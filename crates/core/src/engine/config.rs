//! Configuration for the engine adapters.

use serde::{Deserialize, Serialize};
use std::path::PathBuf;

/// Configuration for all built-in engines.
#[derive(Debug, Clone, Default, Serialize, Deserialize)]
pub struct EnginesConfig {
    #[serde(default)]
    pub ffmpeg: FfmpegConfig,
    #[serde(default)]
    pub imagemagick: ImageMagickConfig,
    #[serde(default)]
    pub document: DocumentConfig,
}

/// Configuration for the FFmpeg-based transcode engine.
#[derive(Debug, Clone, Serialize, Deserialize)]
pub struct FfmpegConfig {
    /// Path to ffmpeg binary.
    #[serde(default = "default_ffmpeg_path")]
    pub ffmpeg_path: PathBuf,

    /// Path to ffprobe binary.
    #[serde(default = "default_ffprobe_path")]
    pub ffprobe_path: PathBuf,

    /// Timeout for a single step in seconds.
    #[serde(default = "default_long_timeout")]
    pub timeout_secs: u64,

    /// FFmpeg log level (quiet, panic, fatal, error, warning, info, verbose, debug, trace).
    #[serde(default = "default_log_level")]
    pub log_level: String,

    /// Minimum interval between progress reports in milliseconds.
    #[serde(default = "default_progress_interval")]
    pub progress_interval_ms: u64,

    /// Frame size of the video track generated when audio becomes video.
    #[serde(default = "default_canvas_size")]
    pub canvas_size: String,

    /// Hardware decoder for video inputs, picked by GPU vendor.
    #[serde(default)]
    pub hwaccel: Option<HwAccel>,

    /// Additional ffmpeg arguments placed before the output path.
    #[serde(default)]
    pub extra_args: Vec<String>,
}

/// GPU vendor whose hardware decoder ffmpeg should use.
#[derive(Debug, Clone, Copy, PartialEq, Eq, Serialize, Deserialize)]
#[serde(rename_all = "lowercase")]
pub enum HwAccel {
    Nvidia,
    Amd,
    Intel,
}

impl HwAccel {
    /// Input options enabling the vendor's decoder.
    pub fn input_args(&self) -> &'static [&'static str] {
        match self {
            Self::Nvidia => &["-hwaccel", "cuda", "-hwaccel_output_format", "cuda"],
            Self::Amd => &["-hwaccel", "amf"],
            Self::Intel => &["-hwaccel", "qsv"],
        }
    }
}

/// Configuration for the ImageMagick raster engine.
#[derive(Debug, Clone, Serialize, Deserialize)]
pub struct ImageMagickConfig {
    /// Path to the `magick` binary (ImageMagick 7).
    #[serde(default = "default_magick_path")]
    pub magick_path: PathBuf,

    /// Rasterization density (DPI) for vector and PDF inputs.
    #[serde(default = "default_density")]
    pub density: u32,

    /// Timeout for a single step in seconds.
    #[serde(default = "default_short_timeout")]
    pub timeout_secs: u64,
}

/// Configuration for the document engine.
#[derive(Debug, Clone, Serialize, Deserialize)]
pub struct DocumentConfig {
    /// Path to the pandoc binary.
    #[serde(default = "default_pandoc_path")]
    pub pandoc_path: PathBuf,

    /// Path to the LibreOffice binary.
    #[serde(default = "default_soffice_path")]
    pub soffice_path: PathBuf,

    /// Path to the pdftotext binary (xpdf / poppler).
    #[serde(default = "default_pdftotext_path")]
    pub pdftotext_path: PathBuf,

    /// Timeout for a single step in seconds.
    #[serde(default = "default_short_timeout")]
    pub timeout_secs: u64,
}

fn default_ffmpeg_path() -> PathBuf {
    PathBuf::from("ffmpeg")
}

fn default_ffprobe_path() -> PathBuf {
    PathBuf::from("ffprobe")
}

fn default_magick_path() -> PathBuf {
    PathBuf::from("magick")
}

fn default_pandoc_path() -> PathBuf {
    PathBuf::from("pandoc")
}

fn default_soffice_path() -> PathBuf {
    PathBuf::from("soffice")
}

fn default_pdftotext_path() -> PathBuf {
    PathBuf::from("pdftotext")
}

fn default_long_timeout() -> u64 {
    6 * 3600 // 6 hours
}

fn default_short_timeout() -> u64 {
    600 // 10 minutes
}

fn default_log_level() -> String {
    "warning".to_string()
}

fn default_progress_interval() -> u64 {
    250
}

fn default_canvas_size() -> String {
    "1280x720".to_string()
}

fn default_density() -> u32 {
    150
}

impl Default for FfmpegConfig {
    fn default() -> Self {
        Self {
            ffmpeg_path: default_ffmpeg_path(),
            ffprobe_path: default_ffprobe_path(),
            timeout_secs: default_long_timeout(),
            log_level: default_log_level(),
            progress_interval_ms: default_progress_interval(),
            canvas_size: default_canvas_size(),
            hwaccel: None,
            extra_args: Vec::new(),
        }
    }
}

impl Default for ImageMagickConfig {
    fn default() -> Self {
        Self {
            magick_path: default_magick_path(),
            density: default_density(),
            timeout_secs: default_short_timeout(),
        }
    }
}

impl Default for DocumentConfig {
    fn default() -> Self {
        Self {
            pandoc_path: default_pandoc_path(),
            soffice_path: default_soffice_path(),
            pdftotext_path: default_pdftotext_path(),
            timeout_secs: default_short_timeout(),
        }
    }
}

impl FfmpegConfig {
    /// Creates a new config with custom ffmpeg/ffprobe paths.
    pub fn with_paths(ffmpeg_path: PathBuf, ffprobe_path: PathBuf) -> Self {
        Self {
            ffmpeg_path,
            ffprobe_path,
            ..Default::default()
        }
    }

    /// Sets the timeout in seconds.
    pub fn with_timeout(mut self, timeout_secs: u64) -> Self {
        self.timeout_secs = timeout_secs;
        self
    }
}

□ □ □

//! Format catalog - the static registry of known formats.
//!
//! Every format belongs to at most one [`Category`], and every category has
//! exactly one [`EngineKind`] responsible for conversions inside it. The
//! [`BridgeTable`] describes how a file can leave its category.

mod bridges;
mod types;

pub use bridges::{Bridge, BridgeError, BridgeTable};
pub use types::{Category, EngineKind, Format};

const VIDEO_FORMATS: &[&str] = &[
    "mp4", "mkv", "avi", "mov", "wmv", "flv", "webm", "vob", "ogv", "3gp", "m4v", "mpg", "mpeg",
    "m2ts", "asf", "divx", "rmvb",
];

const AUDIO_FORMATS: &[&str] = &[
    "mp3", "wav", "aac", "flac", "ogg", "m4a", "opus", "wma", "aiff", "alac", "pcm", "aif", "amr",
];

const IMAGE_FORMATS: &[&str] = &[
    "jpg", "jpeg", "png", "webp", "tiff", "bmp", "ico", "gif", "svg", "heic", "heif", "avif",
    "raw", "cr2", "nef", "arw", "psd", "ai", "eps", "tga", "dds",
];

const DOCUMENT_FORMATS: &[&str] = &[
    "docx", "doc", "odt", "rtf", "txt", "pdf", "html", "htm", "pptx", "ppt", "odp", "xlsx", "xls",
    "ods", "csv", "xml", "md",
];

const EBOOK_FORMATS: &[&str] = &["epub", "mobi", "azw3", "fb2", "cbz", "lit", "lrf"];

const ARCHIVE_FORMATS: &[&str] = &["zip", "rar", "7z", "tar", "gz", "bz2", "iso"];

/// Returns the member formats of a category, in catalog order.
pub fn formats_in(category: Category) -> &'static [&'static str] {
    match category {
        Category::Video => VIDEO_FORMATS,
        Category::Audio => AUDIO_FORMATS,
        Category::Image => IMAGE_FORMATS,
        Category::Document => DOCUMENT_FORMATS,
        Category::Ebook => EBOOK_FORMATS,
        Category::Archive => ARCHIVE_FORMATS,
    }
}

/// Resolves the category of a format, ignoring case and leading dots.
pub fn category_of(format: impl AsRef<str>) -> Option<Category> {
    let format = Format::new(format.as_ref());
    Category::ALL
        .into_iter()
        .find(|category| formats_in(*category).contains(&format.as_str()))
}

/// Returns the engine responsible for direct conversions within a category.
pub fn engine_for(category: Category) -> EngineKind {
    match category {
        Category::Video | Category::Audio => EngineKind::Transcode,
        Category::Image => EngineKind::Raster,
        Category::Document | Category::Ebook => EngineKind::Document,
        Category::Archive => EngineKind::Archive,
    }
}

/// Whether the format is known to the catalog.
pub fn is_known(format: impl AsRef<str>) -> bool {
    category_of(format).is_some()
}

□ □ □

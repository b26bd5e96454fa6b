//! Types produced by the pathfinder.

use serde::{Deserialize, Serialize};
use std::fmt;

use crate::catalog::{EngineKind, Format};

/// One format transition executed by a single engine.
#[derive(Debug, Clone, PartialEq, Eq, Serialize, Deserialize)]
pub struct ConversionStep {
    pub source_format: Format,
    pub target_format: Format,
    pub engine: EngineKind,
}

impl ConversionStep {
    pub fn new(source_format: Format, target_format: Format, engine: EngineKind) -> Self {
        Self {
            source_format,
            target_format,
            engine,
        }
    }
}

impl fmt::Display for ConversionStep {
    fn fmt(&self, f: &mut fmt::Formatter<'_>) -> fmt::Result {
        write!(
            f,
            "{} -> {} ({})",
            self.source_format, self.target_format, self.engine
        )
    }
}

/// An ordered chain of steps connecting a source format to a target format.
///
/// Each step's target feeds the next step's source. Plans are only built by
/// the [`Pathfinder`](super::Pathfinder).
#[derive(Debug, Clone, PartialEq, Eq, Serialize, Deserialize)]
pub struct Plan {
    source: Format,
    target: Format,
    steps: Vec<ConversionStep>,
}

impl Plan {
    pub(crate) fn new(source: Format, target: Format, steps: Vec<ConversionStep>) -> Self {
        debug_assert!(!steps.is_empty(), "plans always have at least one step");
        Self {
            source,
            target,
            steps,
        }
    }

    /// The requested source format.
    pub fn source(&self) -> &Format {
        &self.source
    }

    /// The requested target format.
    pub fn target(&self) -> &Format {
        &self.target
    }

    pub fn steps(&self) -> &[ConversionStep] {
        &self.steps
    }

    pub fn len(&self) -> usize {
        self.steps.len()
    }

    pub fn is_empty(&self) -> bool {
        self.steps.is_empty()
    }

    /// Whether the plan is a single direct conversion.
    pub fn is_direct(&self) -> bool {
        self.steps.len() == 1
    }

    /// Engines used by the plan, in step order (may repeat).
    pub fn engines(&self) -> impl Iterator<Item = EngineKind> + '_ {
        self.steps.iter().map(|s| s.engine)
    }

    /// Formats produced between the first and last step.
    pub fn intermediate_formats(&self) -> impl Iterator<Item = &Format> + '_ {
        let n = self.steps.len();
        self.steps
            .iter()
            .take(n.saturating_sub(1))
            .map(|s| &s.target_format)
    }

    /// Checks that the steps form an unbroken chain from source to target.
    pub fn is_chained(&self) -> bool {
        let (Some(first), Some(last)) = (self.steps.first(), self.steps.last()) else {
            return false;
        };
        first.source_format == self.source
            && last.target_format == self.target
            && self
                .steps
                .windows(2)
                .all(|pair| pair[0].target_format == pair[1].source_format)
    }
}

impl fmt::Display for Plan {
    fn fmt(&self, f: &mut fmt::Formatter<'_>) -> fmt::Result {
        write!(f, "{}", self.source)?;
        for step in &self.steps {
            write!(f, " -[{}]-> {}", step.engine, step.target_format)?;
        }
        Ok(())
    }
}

□ □ □

*YOUR INSTRUCTIONS:* Note each line of the material holding "static" and copy it out.

*EXERCISE ANSWER:*
    pub fn input_args(&self) -> &'static [&'static str] {
//! Format catalog - the static registry of known formats.
pub fn formats_in(category: Category) -> &'static [&'static str] {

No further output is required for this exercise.